I started canning food just about the same time I started attending home births and I came to find there are common threads.
Both are serious business and not to be taken lightly. This seems more obvious when it comes to birth than to canning but there are boiling hot liquids involved in canning and also, if you don't do it right, just as in childbirth, someone can die.
Things have to be done correctly, things have to be sterilized. And if you ever need to know how to sterilize things at home in preparation for a home birth, I can tell you how.
But that's not today's subject. Today's subject is the fourteen day pickle and how you make it.
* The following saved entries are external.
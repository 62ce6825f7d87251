//! The `knitbench list-cases` command.

use anyhow::Result;
use comfy_table::Table;

use knitbench_core::model::CaseKind;

pub fn execute() -> Result<()> {
    let mut table = Table::new();
    table.set_header(vec!["Kind", "Difficulty offset", "Description"]);
    for kind in CaseKind::ALL {
        table.add_row(vec![
            kind.name().to_string(),
            format!("{:+.0}", kind.difficulty_offset()),
            kind.description().to_string(),
        ]);
    }
    println!("{table}");
    Ok(())
}
//! The `knitbench init` command.

use anyhow::Result;

pub fn execute() -> Result<()> {
    if std::path::Path::new("knitbench.toml").exists() {
        println!("knitbench.toml already exists, skipping.");
    } else {
        std::fs::write("knitbench.toml", SAMPLE_CONFIG)?;
        println!("Created knitbench.toml");
    }

    println!("\nNext steps:");
    println!("  1. Export KNITBENCH_GEMINI_KEY or edit knitbench.toml");
    println!("  2. Run: knitbench list-cases");
    println!("  3. Run: knitbench run --kinds math-qa,sudoku-validation --format all");

    Ok(())
}

const SAMPLE_CONFIG: &str = r#"# knitbench configuration

default_provider = "gemini"
default_model = "models/gemini-2.0-flash"
temperature = 0.7
max_tokens = 12000
# Pause between requests; keeps free-tier quotas happy.
request_delay_ms = 10000
max_retries = 3
parallelism = 1
output_dir = "./knitbench-results"

[providers.gemini]
type = "gemini"
api_key = "${GEMINI_API_KEY}"

[providers.openai]
type = "openai"
api_key = "${OPENAI_API_KEY}"

# Any OpenAI-compatible server, e.g. a local Ollama.
[providers.local]
type = "openai"
base_url = "http://localhost:11434"

[marker]
base_flops = 1.5e9
flops_growth = 0.30e9
alpha = 0.8
reference_model = "gpt2"
anchor_rating = 1200.0
k_factor = 32.0
difficulty_scale = 100.0

[suite]
seed = 0
cases_per_kind = 1
code_language = "python"
code_timeout_ms = 5000
code_memory_mb = 512
"#;

#[cfg(test)]
mod tests {
    use super::*;

    #[test]
    fn sample_config_parses() {
        let config = knitbench_providers::config::parse_config(SAMPLE_CONFIG).unwrap();
        assert_eq!(config.providers.len(), 3);
        assert_eq!(config.request_delay_ms, 10_000);
    }
}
First disclaimer: The making of pickles, especially the canning part of the process, must be undertaken seriously and soberly. This is not the time to be drinking beer or smokin' a big fattie. (Can you believe I said that? I'm cracking myself up tonight.) But really, it's not. Not only do you not want to spill boiling liquid on yourself or anyone else, you do not want to give anyone Botulism. Honestly, I have never personally met anyone who got sick from eating home-canned food but why risk it? As with birthing babies, safety and health first.
Always. No exceptions.
Recipe:
Ingredients:
2 gallons cucumbers sliced into chunks
2 cups salt, non-iodized (like pickling salt)
2 Tablespoons Alum (powdered)
5 pints Apple Cider Vinegar, boiling hot
9 cups sugar (not kidding, yeah, nine)
1/2 oz. celery seed
2 cinnamon sticks
5 Tablespoons pickling spice
Directions:
In a clean stone (glass or ceramic) jar (And I use a crock that my grandmother left me or else one I bought in an antique store and when I say clean, I mean CLEAN. Use bleach if necessary to get that sucker clean) put 2 gallons of cucumbers, washed and sliced into chunks. They must be sliced or else they will shrivel and please- who wants shriveled pickles? Shrinkage is going to occur but let's try and keep it to a minimum.
Dissolve the salt in one gallon of boiling water. Pour this over the cucumbers in their crock. Cover the pickles and weight the cover down. I use a plate over the cukes with a pyrex bowl on top with a big can of tomatoes in it. Cover that, after it has cooled a bit, with saran wrap or something to keep the flies out.
Let stand for one week. Mark it on the calendar because you're going to forget.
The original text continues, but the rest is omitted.